Robust fault detection and classification in power transmission lines via ensemble machine learning models

Sci Rep. 2025 Jan 20;15(1):2549. doi: 10.1038/s41598-025-86554-2.

Abstract

Transmission lines are vital for delivering electricity over long distances, yet they face reliability challenges due to faults that can disrupt power supply and pose safety risks. This research introduces a novel approach for fault detection and classification by analyzing voltage and current patterns across transmission line phases.
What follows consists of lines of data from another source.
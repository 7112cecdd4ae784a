//! Environment-driven configuration. Invalid values fail fast at
//! startup with a descriptive error; nothing is silently clamped.

use std::time::Duration;

use thiserror::Error;

#[derive(Debug, Error)]
pub enum ConfigError {
    #[error("{var}: could not parse '{value}': {reason}")]
    Parse {
        var: &'static str,
        value: String,
        reason: String,
    },

    #[error("{var}: {reason} (got {value})")]
    OutOfRange {
        var: &'static str,
        value: String,
        reason: &'static str,
    },
}

#[derive(Debug, Clone)]
pub struct PipelineConfig {
    /// Model used for drafting and rewriting.
    pub writer_model: String,
    /// Model used for query generation, analysis and ranking.
    pub researcher_model: String,
    /// Base URL of the local generation service.
    pub generation_base_url: String,
    /// How many research queries to ask for (1-5).
    pub research_query_count: usize,
    /// Skip research entirely above this cumulative token count.
    pub research_token_ceiling: u64,
    /// Stop an in-flight research batch above this count.
    pub research_token_hard_stop: u64,
    /// Composite plagiarism score that triggers a rewrite (5-50).
    pub plagiarism_threshold: u8,
    /// Credits available for costed plagiarism checks.
    pub free_tier_credits: u32,
    /// Rewrites allowed per section before the draft is force-accepted.
    pub max_section_rewrites: usize,
    /// Per-fetch timeout for research sources.
    pub fetch_timeout: Duration,
    /// Global engine step ceiling.
    pub max_workflow_steps: usize,
    /// Prior-section narrative length (chars) before summarization.
    pub section_context_budget: usize,

    /// Optional secondary generation provider (OpenAI-compatible).
    pub fallback_base_url: String,
    pub fallback_api_key: Option<String>,
    pub fallback_model: String,

    /// Search backend credentials. A missing key degrades the matching
    /// fetcher to empty results; it never fails the run.
    pub perplexity_api_key: Option<String>,
    pub github_token: Option<String>,
    pub substack_api_key: Option<String>,
}

impl Default for PipelineConfig {
    fn default() -> Self {
        Self {
            writer_model: "llama3.1:8b".to_string(),
            researcher_model: "llama3.1:8b".to_string(),
            generation_base_url: "http://localhost:11434".to_string(),
            research_query_count: 3,
            research_token_ceiling: 900_000,
            research_token_hard_stop: 950_000,
            plagiarism_threshold: 15,
            free_tier_credits: 100,
            max_section_rewrites: 3,
            fetch_timeout: Duration::from_secs(30),
            max_workflow_steps: 100,
            section_context_budget: 4000,
            fallback_base_url: "https://api.groq.com/openai/v1".to_string(),
            fallback_api_key: None,
            fallback_model: "llama3-70b-8192".to_string(),
            perplexity_api_key: None,
            github_token: None,
            substack_api_key: None,
        }
    }
}

impl PipelineConfig {
    pub fn from_env() -> Result<Self, ConfigError> {
        let defaults = Self::default();
        let config = Self {
            writer_model: env_string("WRITER_MODEL", defaults.writer_model),
            researcher_model: env_string("RESEARCHER_MODEL", defaults.researcher_model),
            generation_base_url: env_string("GENERATION_BASE_URL", defaults.generation_base_url),
            research_query_count: env_parse("RESEARCH_QUERY_COUNT", defaults.research_query_count)?,
            research_token_ceiling: env_parse(
                "RESEARCH_TOKEN_CEILING",
                defaults.research_token_ceiling,
            )?,
            research_token_hard_stop: env_parse(
                "RESEARCH_TOKEN_HARD_STOP",
                defaults.research_token_hard_stop,
            )?,
            plagiarism_threshold: env_parse("PLAGIARISM_THRESHOLD", defaults.plagiarism_threshold)?,
            free_tier_credits: env_parse("FREE_TIER_CREDITS", defaults.free_tier_credits)?,
            max_section_rewrites: env_parse("MAX_SECTION_REWRITES", defaults.max_section_rewrites)?,
            fetch_timeout: Duration::from_secs(env_parse("FETCH_TIMEOUT_SECS", 30u64)?),
            max_workflow_steps: env_parse("MAX_WORKFLOW_STEPS", defaults.max_workflow_steps)?,
            section_context_budget: env_parse(
                "SECTION_CONTEXT_BUDGET",
                defaults.section_context_budget,
            )?,
            fallback_base_url: env_string("FALLBACK_BASE_URL", defaults.fallback_base_url),
            fallback_api_key: std::env::var("FALLBACK_API_KEY").ok(),
            fallback_model: env_string("FALLBACK_MODEL", defaults.fallback_model),
            perplexity_api_key: std::env::var("PERPLEXITY_API_KEY").ok(),
            github_token: std::env::var("GITHUB_TOKEN").ok(),
            substack_api_key: std::env::var("SUBSTACK_API_KEY").ok(),
        };
        config.validate()?;
        Ok(config)
    }

    pub fn validate(&self) -> Result<(), ConfigError> {
        if !(5..=50).contains(&self.plagiarism_threshold) {
            return Err(ConfigError::OutOfRange {
                var: "PLAGIARISM_THRESHOLD",
                value: self.plagiarism_threshold.to_string(),
                reason: "must be between 5 and 50",
            });
        }
        if !(1..=5).contains(&self.research_query_count) {
            return Err(ConfigError::OutOfRange {
                var: "RESEARCH_QUERY_COUNT",
                value: self.research_query_count.to_string(),
                reason: "must be between 1 and 5",
            });
        }
        if self.research_token_hard_stop <= self.research_token_ceiling {
            return Err(ConfigError::OutOfRange {
                var: "RESEARCH_TOKEN_HARD_STOP",
                value: self.research_token_hard_stop.to_string(),
                reason: "must exceed RESEARCH_TOKEN_CEILING",
            });
        }
        if self.max_workflow_steps == 0 {
            return Err(ConfigError::OutOfRange {
                var: "MAX_WORKFLOW_STEPS",
                value: "0".to_string(),
                reason: "must be at least 1",
            });
        }
        Ok(())
    }
}

fn env_string(var: &'static str, default: String) -> String {
    std::env::var(var).unwrap_or(default)
}

fn env_parse<T: std::str::FromStr>(var: &'static str, default: T) -> Result<T, ConfigError>
where
    T::Err: std::fmt::Display,
{
    match std::env::var(var) {
        Ok(raw) => raw.parse().map_err(|e: T::Err| ConfigError::Parse {
            var,
            value: raw,
            reason: e.to_string(),
        }),
        Err(_) => Ok(default),
    }
}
Leveraging a comprehensive dataset of diverse fault scenarios, various machine learning algorithms-including Random Forest (RF), K-Nearest Neighbors (KNN), and Long Short-Term Memory (LSTM) networks-are evaluated. An ensemble methodology, RF-LSTM Tuned KNN, is proposed to enhance detection accuracy and robustness. Results indicate that RF-LSTM Tuned KNN achieves a remarkable accuracy of 99.96% on a multi-label dataset, outperforming RF (97.50%) and KNN (96.55%). In binary classification, KNN attains the highest accuracy of 99.85%, closely followed by RF at 99.72%. This methodology provides significant advancements in fault detection capabilities, offering valuable insights for improving grid reliability and stability, and ensuring a more resilient power supply.

Keywords: Ensemble learning; Fault detection; Machine learning; Power stability; Transmission lines.